In his third world cup race in the 2004–05 season Scheiber was already able to claim the third spot on the podium in the super-G of Beaver Creek. In February and March, he continued his run with two second places in the downhills of Garmisch-Patenkirchen and Kvitjfell. At the end of that winter he ended up placing himself in the top ten of the downhill as well as the super-G world cup. After the glacier kick-off in Sölden at the start of the 2005–06 season, Scheiber got badly injured in the giant slalom training in Sun Peak on November 13, 2005. He suffered a cruciate ligament rupture in his right knee and had to pause for the rest of that winter. In his second world cup race, in the 2006–07 season in the super-G of Lake Louis, Scheiber already claimed a spot on the podium again. In December he reached two third places in the two downhill races of Bormio and in March he was again second in the super-G of Kvitfjell. He also achieved top 10 results in giant slalom and super combination, which earned him ninth place in the overall world cup and downhill world cup, and fourth place in the super-G world cup. As a possible medal candidate, however, he came away empty-handed at the 2007 World Championships in Are after eighth place in downhill and eleventh place in super-G.
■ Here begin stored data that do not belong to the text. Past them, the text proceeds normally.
//! Write side of a container
//!
//! A [`ContainerWriter`] owns the open file, the node table and a cache of
//! decoded chunks that received writes but have not been encoded yet.
//! Node handles ([`NodeId`]) are only meaningful through the writer that
//! issued them, so the file and every node are released together when the
//! writer is finalized or dropped.
//!
//! Chunk payloads are appended after the superblock. A rewritten chunk whose
//! new encoding fits in its previous slot is written in place; otherwise it
//! moves to the end of the file and the old slot is left unused.

use std::collections::{HashMap, VecDeque};
use std::fs::{File, OpenOptions};
use std::io::{self, Read, Seek, SeekFrom, Write};
use std::path::{Path, PathBuf};

use tracing::{debug, info, warn};

use crate::codec::{ELEMENT_SIZE, checksum, encode_chunk};
use crate::error::{ContainerError, ContainerResult};
use crate::index::{
    ChunkEntry, DatasetInfo, DatasetLayout, MAX_ATTRIBUTES, Node, NodeId, NodeKind, NodeTable,
    check_name, check_value,
};
use crate::reader::read_chunk;
use crate::superblock::{SUPERBLOCK_SIZE, Superblock};

/// Default budget for decoded dirty chunks (16 MiB)
pub const DEFAULT_CACHE_BYTES: usize = 16 * 1024 * 1024;

/// Options for creating a container
#[derive(Debug, Clone, Copy, PartialEq, Eq)]
pub struct ContainerOptions {
    /// Bytes of decoded chunk data kept in memory before the oldest dirty
    /// chunks are encoded and written out; 0 writes every chunk through
    pub cache_bytes: usize,
}

impl Default for ContainerOptions {
    fn default() -> Self {
        Self {
            cache_bytes: DEFAULT_CACHE_BYTES,
        }
    }
}

/// Byte store a container is written to
pub trait Storage: Read + Write + Seek {
    /// Make everything written so far durable
    fn sync(&mut self) -> io::Result<()>;
}

impl Storage for File {
    fn sync(&mut self) -> io::Result<()> {
        self.sync_all()
    }
}

type ChunkKey = (NodeId, u64);

/// Decoded chunks with pending modifications, oldest first
#[derive(Debug, Default)]
struct ChunkCache {
    chunks: HashMap<ChunkKey, Vec<f64>>,
    order: VecDeque<ChunkKey>,
    bytes: usize,
}

impl ChunkCache {
    fn take(&mut self, key: ChunkKey) -> Option<Vec<f64>> {
        let elements = self.chunks.remove(&key)?;
        self.order.retain(|queued| *queued != key);
        self.bytes -= elements.len() * ELEMENT_SIZE;
        Some(elements)
    }

    fn put(&mut self, key: ChunkKey, elements: Vec<f64>) {
        self.bytes += elements.len() * ELEMENT_SIZE;
        if let Some(previous) = self.chunks.insert(key, elements) {
            self.bytes -= previous.len() * ELEMENT_SIZE;
        } else {
            self.order.push_back(key);
        }
    }

    fn pop_oldest(&mut self) -> Option<(ChunkKey, Vec<f64>)> {
        let key = self.order.pop_front()?;
        let elements = self.chunks.remove(&key)?;
        self.bytes -= elements.len() * ELEMENT_SIZE;
        Some((key, elements))
    }

    /// Put back a chunk taken by `pop_oldest` as the oldest entry
    fn restore(&mut self, key: ChunkKey, elements: Vec<f64>) {
        self.bytes += elements.len() * ELEMENT_SIZE;
        self.chunks.insert(key, elements);
        self.order.push_front(key);
    }

    fn clear(&mut self) {
        self.chunks.clear();
        self.order.clear();
        self.bytes = 0;
    }
}

/// Container file open for writing
#[derive(Debug)]
pub struct ContainerWriter<S: Storage = File> {
    path: PathBuf,
    /// `None` once finalized
    file: Option<S>,
    table: NodeTable,
    cache: ChunkCache,
    options: ContainerOptions,
    /// Where the next chunk payload goes
    end_offset: u64,
}

impl ContainerWriter<File> {
    /// Create a new container at `path`
    ///
    /// # Errors
    ///
    /// Fails with `Io` (kind `AlreadyExists`) if `path` exists: containers
    /// are never overwritten or appended to.
    pub fn create(path: impl AsRef<Path>, options: ContainerOptions) -> ContainerResult<Self> {
        let path = path.as_ref().to_path_buf();
        let file = OpenOptions::new()
            .read(true)
            .write(true)
            .create_new(true)
            .open(&path)?;
        Self::with_storage(path, file, options)
    }
}

impl<S: Storage> ContainerWriter<S> {
    /// Start a new container in `storage`, overwriting it from the start
    ///
    /// `path` only names the container in logs and errors.
    pub fn with_storage(
        path: impl Into<PathBuf>,
        mut storage: S,
        options: ContainerOptions,
    ) -> ContainerResult<Self> {
        let path = path.into();
        storage.seek(SeekFrom::Start(0))?;
        Superblock::unfinalized().write_to(&mut storage)?;
        info!(path = %path.display(), "created container");

        Ok(Self {
            path,
            file: Some(storage),
            table: NodeTable::new(),
            cache: ChunkCache::default(),
            options,
            end_offset: SUPERBLOCK_SIZE,
        })
    }

    /// Path of the container file
    pub fn path(&self) -> &Path {
        &self.path
    }

    /// The root group
    pub fn root(&self) -> NodeId {
        NodeId::ROOT
    }

    /// Current node table
    pub fn table(&self) -> &NodeTable {
        &self.table
    }

    /// Create the group `name` under `parent`, or return it if it exists
    pub fn create_group(&mut self, parent: NodeId, name: &str) -> ContainerResult<NodeId> {
        self.ensure_open()?;
        self.ensure_group(parent)?;
        check_name(name)?;

        if let Some(existing) = self.table.child(parent, name) {
            return if self.table.get(existing)?.is_group() {
                Ok(existing)
            } else {
                Err(ContainerError::NotAGroup(self.table.path(existing)))
            };
        }

        let id = self.table.push(Node {
            name: name.to_string(),
            parent: Some(parent),
            attributes: Vec::new(),
            kind: NodeKind::Group,
        });
        debug!(path = %self.table.path(id), "created group");
        Ok(id)
    }

    /// Set string attribute `name` on `node`, replacing any previous value
    ///
    /// # Errors
    ///
    /// `InvalidName` or `InvalidAttribute` when the name, the value or the
    /// attribute count does not fit the index; the node is unchanged then.
    pub fn set_attribute(&mut self, node: NodeId, name: &str, value: &str) -> ContainerResult<()> {
        self.ensure_open()?;
        check_name(name)?;
        check_value(value)?;
        let node = self.table.get_mut(node)?;
        let attribute_count = node.attributes.len();

        match node.attributes.iter_mut().find(|(key, _)| key == name) {
            Some((_, existing)) => *existing = value.to_string(),
            None if attribute_count >= MAX_ATTRIBUTES => {
                return Err(ContainerError::InvalidAttribute(format!(
                    "node '{}' already holds {MAX_ATTRIBUTES} attributes",
                    node.name
                )));
            }
            None => node.attributes.push((name.to_string(), value.to_string())),
        }
        Ok(())
    }

    /// Declare a chunked dataset `name` under `parent`
    ///
    /// Every element reads back as NaN until written.
    pub fn create_dataset(
        &mut self,
        parent: NodeId,
        name: &str,
        layout: DatasetLayout,
    ) -> ContainerResult<NodeId> {
        self.ensure_open()?;
        self.ensure_group(parent)?;
        check_name(name)?;
        layout.validate()?;

        if self.table.child(parent, name).is_some() {
            return Err(ContainerError::DuplicateName {
                parent: self.table.path(parent),
                name: name.to_string(),
            });
        }

        let id = self.table.push(Node {
            name: name.to_string(),
            parent: Some(parent),
            attributes: Vec::new(),
            kind: NodeKind::Dataset(DatasetInfo::new(layout)),
        });
        debug!(
            path = %self.table.path(id),
            length = layout.length,
            chunk_length = layout.chunk_length,
            "created dataset"
        );
        Ok(id)
    }

    /// Write `data` into elements `offset..offset + data.len()` of `dataset`
    ///
    /// Elements outside the range are left untouched.
    pub fn write_range(&mut self, dataset: NodeId, offset: u64, data: &[f64]) -> ContainerResult<()> {
        self.ensure_open()?;
        let layout = self.layout(dataset)?;

        let end = offset
            .checked_add(data.len() as u64)
            .filter(|end| *end <= layout.length)
            .ok_or_else(|| ContainerError::OutOfBounds {
                dataset: self.table.path(dataset),
                offset,
                end: offset.saturating_add(data.len() as u64),
                length: layout.length,
            })?;

        if data.is_empty() {
            return Ok(());
        }

        let first_chunk = offset / layout.chunk_length;
        let last_chunk = (end - 1) / layout.chunk_length;

        for chunk in first_chunk..=last_chunk {
            let chunk_start = chunk * layout.chunk_length;
            let chunk_len = layout.chunk_len(chunk);
            let lo = offset.max(chunk_start) - chunk_start;
            let hi = end.min(chunk_start + chunk_len) - chunk_start;
            let source = &data[(chunk_start + lo - offset) as usize..(chunk_start + hi - offset) as usize];

            let key = (dataset, chunk);
            let mut elements = match self.cache.take(key) {
                Some(elements) => elements,
                None if lo == 0 && hi == chunk_len => Vec::new(),
                None => self.load_chunk(dataset, chunk, &layout)?,
            };

            if elements.is_empty() {
                elements = source.to_vec();
            } else {
                elements[lo as usize..hi as usize].copy_from_slice(source);
            }
            self.cache.put(key, elements);
        }

        while self.cache.bytes > self.options.cache_bytes && self.evict_oldest()? {}

        Ok(())
    }

    /// Encode and write every cached chunk
    ///
    /// A chunk that fails to store stays cached, so a later flush retries it.
    pub fn flush(&mut self) -> ContainerResult<()> {
        self.ensure_open()?;
        while self.evict_oldest()? {}
        if let Some(file) = self.file.as_mut() {
            file.flush()?;
        }
        Ok(())
    }

    /// Flush, write the index, sync and close the file
    pub fn finalize(mut self) -> ContainerResult<()> {
        self.finish().map(drop)
    }

    /// Finalize and hand back the storage
    pub fn finalize_into_inner(mut self) -> ContainerResult<S> {
        self.finish()?.ok_or(ContainerError::Finalized)
    }

    /// Whether the writer has been finalized (or failed finalizing)
    pub fn is_finalized(&self) -> bool {
        self.file.is_none()
    }

    fn finish(&mut self) -> ContainerResult<Option<S>> {
        if self.file.is_none() {
            return Ok(None);
        }

        let result = self.flush().and_then(|()| self.write_index());

        // The handle is released whether or not the index made it to disk.
        let storage = self.file.take();
        self.cache.clear();

        match &result {
            Ok(()) => info!(path = %self.path.display(), nodes = self.table.len(), "finalized container"),
            Err(e) => warn!(path = %self.path.display(), error = %e, "failed to finalize container"),
        }
        result.map(|()| storage)
    }

    /// Store the oldest cached chunk; `false` once the cache is empty
    fn evict_oldest(&mut self) -> ContainerResult<bool> {
        let Some(((node, chunk), elements)) = self.cache.pop_oldest() else {
            return Ok(false);
        };
        if let Err(e) = self.store_chunk(node, chunk, &elements) {
            self.cache.restore((node, chunk), elements);
            return Err(e);
        }
        Ok(true)
    }

    fn write_index(&mut self) -> ContainerResult<()> {
        let index = self.table.to_bytes()?;
        let index_offset = self.end_offset;
        let file = self.file.as_mut().ok_or(ContainerError::Finalized)?;

        file.seek(SeekFrom::Start(index_offset))?;
        file.write_all(&index)?;
        Superblock::finalized(index_offset, &index).write_to(file)?;
        file.sync()?;

        self.end_offset += index.len() as u64;
        Ok(())
    }

    fn ensure_open(&self) -> ContainerResult<()> {
        if self.file.is_none() {
            return Err(ContainerError::Finalized);
        }
        Ok(())
    }

    fn ensure_group(&self, node: NodeId) -> ContainerResult<()> {
        if self.table.get(node)?.is_group() {
            Ok(())
        } else {
            Err(ContainerError::NotAGroup(self.table.path(node)))
        }
    }

    fn layout(&self, dataset: NodeId) -> ContainerResult<DatasetLayout> {
        self.table
            .get(dataset)?
            .dataset()
            .map(|info| info.layout)
            .ok_or_else(|| ContainerError::NotADataset(self.table.path(dataset)))
    }

    fn load_chunk(
        &mut self,
        dataset: NodeId,
        chunk: u64,
        layout: &DatasetLayout,
    ) -> ContainerResult<Vec<f64>> {
        let entry = self.chunk_entry(dataset, chunk)?;
        let file = self.file.as_mut().ok_or(ContainerError::Finalized)?;
        read_chunk(file, &entry, layout, chunk)
    }

    fn chunk_entry(&self, dataset: NodeId, chunk: u64) -> ContainerResult<ChunkEntry> {
        self.table
            .get(dataset)?
            .dataset()
            .and_then(|info| info.chunks.get(chunk as usize).copied())
            .ok_or_else(|| ContainerError::NotADataset(self.table.path(dataset)))
    }

    fn store_chunk(&mut self, dataset: NodeId, chunk: u64, elements: &[f64]) -> ContainerResult<()> {
        let layout = self.layout(dataset)?;
        let stored = encode_chunk(elements, &layout.pipeline)?;
        let stored_size = u32::try_from(stored.len()).map_err(|_| {
            ContainerError::InvalidLayout(format!("encoded chunk of {} bytes", stored.len()))
        })?;

        let previous = self.chunk_entry(dataset, chunk)?;
        let in_place = previous.is_stored() && stored_size <= previous.stored_size;
        let offset = if in_place { previous.offset } else { self.end_offset };

        let file = self.file.as_mut().ok_or(ContainerError::Finalized)?;
        file.seek(SeekFrom::Start(offset))?;
        file.write_all(&stored)?;
        if !in_place {
            self.end_offset += stored.len() as u64;
        }

        let entry = ChunkEntry {
            offset,
            stored_size,
            checksum: checksum(&stored),
        };
        if let NodeKind::Dataset(info) = &mut self.table.get_mut(dataset)?.kind
            && let Some(slot) = info.chunks.get_mut(chunk as usize)
        {
            *slot = entry;
        }

        debug!(dataset = dataset.0, chunk, offset, stored_size, in_place, "stored chunk");
        Ok(())
    }
}

impl<S: Storage> Drop for ContainerWriter<S> {
    fn drop(&mut self) {
        if self.file.is_some() {
            if let Err(e) = self.finish() {
                warn!(path = %self.path.display(), error = %e, "container dropped without a clean finalize");
            }
        }
    }
}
In the 2007–08 world cup season Scheiber achieved three podium places: He finished second in the super-G of Beaver Creek and second in the downhill of Kitzbühel and third in the super-G of Kitzbühel. However, on March 6, 2008, his 25th birthday, he seriously injured his left shoulder during his giant slalom training in Maria Alm. After an operation he had to end the season early. Due to another injury, the following 2008–09 season was already over for Scheiber after only three races: On November 30, 2008, he suffered a cartilage and meniscus damage in his knee in the super-G of Lake Louise without a fall and was unable to participate in any further races due to persistent pain for the rest of the winter.